New notation for records?

So, I have been thinking (shocking, I know). Consider:

data Country = Country {name1 :: String, company :: Company} deriving Show
data Company = Company {name2 :: String, boss :: Employee, car :: Car} deriving Show
data Employee = Employee {name3 :: String, age :: Integer, empCar :: Car} deriving Show
data Car = Car {name4 :: String} deriving Show

(Yes, I’m not using duplicated fields because that’s a different discussion.) When working with records, getting the values is never a real pain point. Not even for nested records. Using the named field functions elegantly compose to extract what you want.

f :: Country -> Integer
f = age . boss . company

Updating a deeply nested value is the issue. You have to get to the final record, apply the changes, then recursively apply changes until reaching the first record. It gets verbose fast. It looks even worse when you want to do multiple changes on other deeply nested records.

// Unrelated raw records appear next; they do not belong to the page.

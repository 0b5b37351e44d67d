//! Query results.

use quarry_core::{Document, FieldValue, PaginationResult, QuarryResult, QueryError};
use serde::de::DeserializeOwned;
use serde::Serialize;

/// One page of records plus its pagination metadata.
#[derive(Debug, Clone, PartialEq, Serialize)]
pub struct QueryResult<T = Document> {
    pub data: Vec<T>,
    pub pagination: PaginationResult,
    #[serde(skip)]
    collection: String,
}

impl<T> QueryResult<T> {
    pub fn new(collection: impl Into<String>, data: Vec<T>, pagination: PaginationResult) -> Self {
        Self {
            data,
            pagination,
            collection: collection.into(),
        }
    }

    /// Collection the records came from.
    pub fn collection(&self) -> &str {
        &self.collection
    }

    pub fn len(&self) -> usize {
        self.data.len()
    }

    pub fn is_empty(&self) -> bool {
        self.data.is_empty()
    }

    /// Transform every record, keeping the pagination metadata.
    pub fn map<U>(self, f: impl FnMut(T) -> U) -> QueryResult<U> {
        QueryResult {
            data: self.data.into_iter().map(f).collect(),
            pagination: self.pagination,
            collection: self.collection,
        }
    }
}

impl QueryResult<Document> {
    /// Deserialize every record into `T`.
    ///
    /// Dates arrive as RFC 3339 strings and identifiers as hex strings, so
    /// DTO fields for them should be `chrono::DateTime<Utc>` / `String` (or
    /// `DocumentId`).
    pub fn decode<T: DeserializeOwned>(self) -> QuarryResult<QueryResult<T>> {
        let mut data = Vec::with_capacity(self.data.len());
        for doc in self.data {
            let value = FieldValue::Document(doc).to_json();
            let record = serde_json::from_value(value).map_err(|e| QueryError::DecodeFailed {
                collection: self.collection.clone(),
                reason: e.to_string(),
            })?;
            data.push(record);
        }
        Ok(QueryResult {
            data,
            pagination: self.pagination,
            collection: self.collection,
        })
    }

    /// `{ "data": [...], "pagination": {...} }` envelope.
    pub fn to_json(&self) -> serde_json::Value {
        let data: Vec<serde_json::Value> = self
            .data
            .iter()
            .map(|doc| FieldValue::Document(doc.clone()).to_json())
            .collect();
        serde_json::json!({
            "data": data,
            "pagination": {
                "page": self.pagination.page(),
                "limit": self.pagination.limit(),
                "total": self.pagination.total(),
                "pages": self.pagination.pages(),
                "hasNext": self.pagination.has_next(),
                "hasPrev": self.pagination.has_prev(),
            },
        })
    }
}
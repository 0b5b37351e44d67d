//! Error types for Quarry operations

use thiserror::Error;

/// Storage collaborator errors. These are surfaced to callers unchanged.
#[derive(Debug, Clone, Error, PartialEq, Eq)]
pub enum StorageError {
    #[error("Collection not found: {collection}")]
    CollectionNotFound { collection: String },

    #[error("Session not found: {session_id}")]
    SessionNotFound { session_id: String },

    #[error("Session already ended: {session_id}")]
    SessionEnded { session_id: String },

    #[error("Insert failed for {collection}: {reason}")]
    InsertFailed { collection: String, reason: String },

    #[error("Invalid document for {collection}: {reason}")]
    InvalidDocument { collection: String, reason: String },

    #[error("Storage lock poisoned")]
    LockPoisoned,

    #[error("Backend error: {reason}")]
    Backend { reason: String },
}

/// Query construction and evaluation errors.
#[derive(Debug, Clone, Error, PartialEq, Eq)]
pub enum QueryError {
    #[error("Invalid query spec: {reason}")]
    InvalidQuerySpec { reason: String },

    #[error("Invalid regex on {field}: {reason}")]
    InvalidRegex { field: String, reason: String },

    #[error("Invalid {stage} stage: {reason}")]
    InvalidStage { stage: String, reason: String },

    #[error("Failed to decode {collection} record: {reason}")]
    DecodeFailed { collection: String, reason: String },
}

/// Configuration errors.
#[derive(Debug, Clone, Error, PartialEq, Eq)]
pub enum ConfigError {
    #[error("Invalid value for {field}: {value} - {reason}")]
    InvalidValue {
        field: String,
        value: String,
        reason: String,
    },

    #[error("Failed to read config file: {reason}")]
    Io { reason: String },

    #[error("Failed to parse config TOML: {reason}")]
    Parse { reason: String },
}

/// Master error type for all Quarry errors.
#[derive(Debug, Clone, Error, PartialEq, Eq)]
pub enum QuarryError {
    #[error("Storage error: {0}")]
    Storage(#[from] StorageError),

    #[error("Query error: {0}")]
    Query(#[from] QueryError),

    #[error("Config error: {0}")]
    Config(#[from] ConfigError),
}

/// Result type alias for Quarry operations.
pub type QuarryResult<T> = Result<T, QuarryError>;

// =============================================================================
// TESTS
// =============================================================================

g :: Country -> Integer -> Country
g r i = let x1 = company r
            x2 = boss x1
        in r { company = x1 { boss = x2 { age = i } } }

You can change it a bit:

g :: Country -> Integer -> Country
g r i = r { company = (company r) { boss = (boss (company r)) { age = i } } }

I looked at this at thought: “can you introduce something to desugarize into this?”.
I thought of something like this:

r { company ~= { boss ~= { age = i } } }

The ~= should grab the expression to the left of his parent { and replace himself with the function to his left and a =. That way the previous expression would be equivalent to:

r { company = (company (r)) { boss = (boss (company (r))) { age = i } } }

Another equivalence:

r { company = (company (r)) { boss = (boss (company (r)) { age = i }
                            , car = (car (company (r)) { name4 = "new" }
                            , name2 = "cmp" }
  , name1 = "ccc" }
-- is this
r { company ~= { boss ~= { age = i }
               , car ~= { name4 = "new" }
               , name2 = "cmp" }
  , name1 = "ccc" }

At this point I noticed the commas and the blocks, and thought of rewriting this:

r { company ~= { boss ~= { age = i }
               , car ~= { name4 = "new" }
               , name2 = "cmp" }
  , name1 = "ccc" }

into this:

  r do
    company do
        boss do
            age = i
        car do
            name4 = "new"
        name2 = "cmp"
    name1 = "ccc"

My first question is: is this even possible?
My second question is: am I insane?
What do you think?

2 Likes

Just to make sure, are you aware of lens?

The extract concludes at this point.